» REQUIRED WORK: Among the entries below, tally each line in which the word "Targeted" is found, then state the tally alone.

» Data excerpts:
════════════════

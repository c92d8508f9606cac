//! Comparison results and the differences they carry.

use crate::{
    new_entity_id, ComparisonId, ComparisonStatus, DifferenceType, ObjectIdentifier,
    SubscriptionId, Timestamp,
};
use chrono::Utc;
use serde::{Deserialize, Serialize};
use std::fmt;
use std::time::Duration;

/// How much of the schema a comparison run covered.
#[derive(Debug, Clone, Copy, PartialEq, Eq, Hash, Serialize, Deserialize)]
pub enum ComparisonScope {
    /// Fresh database capture diffed against the whole project
    Full,
    /// Cached snapshot diffed against the whole project
    Incremental,
    /// Only the named objects were resolved and diffed
    Targeted,
}

impl fmt::Display for ComparisonScope {
    fn fmt(&self, f: &mut fmt::Formatter<'_>) -> fmt::Result {
        let value = match self {
            ComparisonScope::Full => "Full",
            ComparisonScope::Incremental => "Incremental",
            ComparisonScope::Targeted => "Targeted",
        };
        write!(f, "{}", value)
    }
}

/// One object whose database and project definitions disagree.
#[derive(Debug, Clone, PartialEq, Eq, Serialize, Deserialize)]
pub struct SchemaDifference {
    pub object: ObjectIdentifier,
    pub difference_type: DifferenceType,
    pub database_definition: Option<String>,
    pub file_definition: Option<String>,
}

/// An object seen during comparison whose type is not diffed.
#[derive(Debug, Clone, PartialEq, Eq, Serialize, Deserialize)]
pub struct UnsupportedObject {
    pub object: ObjectIdentifier,
    pub reason: String,
}

/// Counts derived from a comparison's differences.
#[derive(Debug, Clone, Default, PartialEq, Eq, Serialize, Deserialize)]
pub struct ComparisonSummary {
    pub objects_compared: usize,
    pub total_differences: usize,
    pub additions: usize,
    pub modifications: usize,
    pub deletions: usize,
    pub unsupported: usize,
}

impl ComparisonSummary {
    pub fn from_differences(
        objects_compared: usize,
        differences: &[SchemaDifference],
        unsupported: usize,
    ) -> Self {
        let count = |kind: DifferenceType| {
            differences
                .iter()
                .filter(|d| d.difference_type == kind)
                .count()
        };
        Self {
            objects_compared,
            total_differences: differences.len(),
            additions: count(DifferenceType::Add),
            modifications: count(DifferenceType::Modify),
            deletions: count(DifferenceType::Delete),
            unsupported,
        }
    }
}

/// Append-only history entry for one comparison run.
#[derive(Debug, Clone, PartialEq, Eq, Serialize, Deserialize)]
pub struct ComparisonResult {
    pub id: ComparisonId,
    pub subscription_id: SubscriptionId,
    pub compared_at: Timestamp,
    pub duration: Duration,
    pub status: ComparisonStatus,
    pub scope: ComparisonScope,
    pub trigger: String,
    pub differences: Vec<SchemaDifference>,
    pub summary: ComparisonSummary,
    pub unsupported_objects: Vec<UnsupportedObject>,
    pub error_message: Option<String>,
}

impl ComparisonResult {
    /// Result of a run that reached the diff stage.
    pub fn completed(
        subscription_id: SubscriptionId,
        scope: ComparisonScope,
        trigger: impl Into<String>,
        objects_compared: usize,
        differences: Vec<SchemaDifference>,
        unsupported_objects: Vec<UnsupportedObject>,
        duration: Duration,
    ) -> Self {
        let summary = ComparisonSummary::from_differences(
            objects_compared,
            &differences,
            unsupported_objects.len(),
        );
        Self {
            id: new_entity_id(),
            subscription_id,
            compared_at: Utc::now(),
            duration,
            status: derive_status(&differences, &unsupported_objects),
            scope,
            trigger: trigger.into(),
            differences,
            summary,
            unsupported_objects,
            error_message: None,
        }
    }

    /// Result of a run that failed before producing differences.
    pub fn failed(
        subscription_id: SubscriptionId,
        scope: ComparisonScope,
        trigger: impl Into<String>,
        reason: impl Into<String>,
        duration: Duration,
    ) -> Self {
        Self {
            id: new_entity_id(),
            subscription_id,
            compared_at: Utc::now(),
            duration,
            status: ComparisonStatus::Error,
            scope,
            trigger: trigger.into(),
            differences: Vec::new(),
            summary: ComparisonSummary::default(),
            unsupported_objects: Vec::new(),
            error_message: Some(reason.into()),
        }
    }

    pub fn has_differences(&self) -> bool {
        !self.differences.is_empty()
    }
}

/// Differences win over unsupported objects; unsupported objects alone make
/// a run partial.
pub fn derive_status(
    differences: &[SchemaDifference],
    unsupported: &[UnsupportedObject],
) -> ComparisonStatus {
    if !differences.is_empty() {
        ComparisonStatus::HasDifferences
    } else if !unsupported.is_empty() {
        ComparisonStatus::Partial
    } else {
        ComparisonStatus::Synchronized
    }
}

#[cfg(test)]
mod tests {
    use super::*;
    use crate::SqlObjectType;
    use uuid::Uuid;

    fn difference(kind: DifferenceType) -> SchemaDifference {
        SchemaDifference {
            object: ObjectIdentifier::new("dbo", "Foo", SqlObjectType::Table),
            difference_type: kind,
            database_definition: None,
            file_definition: None,
        }
    }

    fn unsupported() -> UnsupportedObject {
        UnsupportedObject {
            object: ObjectIdentifier::new("dbo", "app_login", SqlObjectType::Login),
            reason: "Login objects are not compared".to_string(),
        }
    }

    #[test]
    fn test_derive_status() {
        assert_eq!(derive_status(&[], &[]), ComparisonStatus::Synchronized);
        assert_eq!(derive_status(&[], &[unsupported()]), ComparisonStatus::Partial);
        assert_eq!(
            derive_status(&[difference(DifferenceType::Add)], &[unsupported()]),
            ComparisonStatus::HasDifferences
        );
    }

    #[test]
    fn test_summary_counts() {
        let diffs = vec![
            difference(DifferenceType::Add),
            difference(DifferenceType::Modify),
            difference(DifferenceType::Modify),
            difference(DifferenceType::Delete),
        ];
        let summary = ComparisonSummary::from_differences(10, &diffs, 1);
        assert_eq!(summary.objects_compared, 10);
        assert_eq!(summary.total_differences, 4);
        assert_eq!(summary.additions, 1);
        assert_eq!(summary.modifications, 2);
        assert_eq!(summary.deletions, 1);
        assert_eq!(summary.unsupported, 1);
    }

    #[test]
    fn test_failed_result_has_error_status() {
        let result = ComparisonResult::failed(
            Uuid::now_v7(),
            ComparisonScope::Full,
            "manual",
            "connection refused",
            Duration::from_millis(12),
        );
        assert_eq!(result.status, ComparisonStatus::Error);
        assert_eq!(result.error_message.as_deref(), Some("connection refused"));
        assert!(!result.has_differences());
    }
}
//! SchemaSync Storage
//!
//! Async repository traits for subscriptions, snapshots, comparison history
//! and pending changes, plus an in-memory implementation.

mod memory;
mod repository;

pub use memory::InMemoryStore;
pub use repository::{
    ComparisonHistoryRepository, PendingChangeRepository, SnapshotRepository, StoreMaintenance,
    SubscriptionRepository, SyncStore,
};

// ============================================================================
// PROPERTY-BASED TESTS
// ============================================================================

════════════════

» EXERCISE RESPONSE: 2